Systematic breakdown of published cultivated meat cost analyses
This comparison is largely AI-generated based on our reading of the cited sources. We are not the domain experts — this is a framework for structured discussion, not a definitive assessment. We welcome corrections and additional data points via Hypothesis annotations (click the < tab on the right) or at our upcoming workshop.
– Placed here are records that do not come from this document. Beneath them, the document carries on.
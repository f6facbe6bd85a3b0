use thiserror::Error;

pub(crate) type Result<T> = std::result::Result<T, OrbitError>;

#[derive(Debug, Error)]
pub(crate) enum OrbitError {
    #[error("failed to fetch element sets from {url}: {reason}")]
    Fetch { url: String, reason: String },

    #[error("failed to read element sets: {0}")]
    Io(#[from] std::io::Error),

    #[error("invalid element set for {name}: {reason}")]
    InvalidElements { name: String, reason: String },

    #[error("no usable element sets in catalog")]
    EmptyCatalog,

    #[error("satellite not found: {0}")]
    NotFound(String),

    #[error("propagation failed for {name}: {reason}")]
    Propagation { name: String, reason: String },

    #[error("current time unavailable: {0}")]
    Clock(String),

    #[error("render surface unavailable: {0}")]
    Surface(String),

    #[error("clipboard error: {0}")]
    Clipboard(String),
}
All contributions will be acknowledged.
Return to: Interactive Cost Model | Background: How Cultured Chicken is Made | Technical details: Documentation | Workshop (Apr 2026)
Why Comparison Is Hard
Cultivated meat cost estimates from different studies are often not directly comparable. They differ in:
- Species: Chicken (Pasitka 2024) vs. generic mammalian/CHO-like cells (Humbird 2021) vs. unspecified (CE Delft 2021)
- Output basis: Pure wet cell mass vs. cultivated ingredient vs. hybrid product vs. retail-equivalent — see definitions in our explainer
- Scale assumptions: 2m³ reactors (Pasitka) vs. 50m³ (Humbird sensitivity) vs. future industrial scenarios (CE Delft)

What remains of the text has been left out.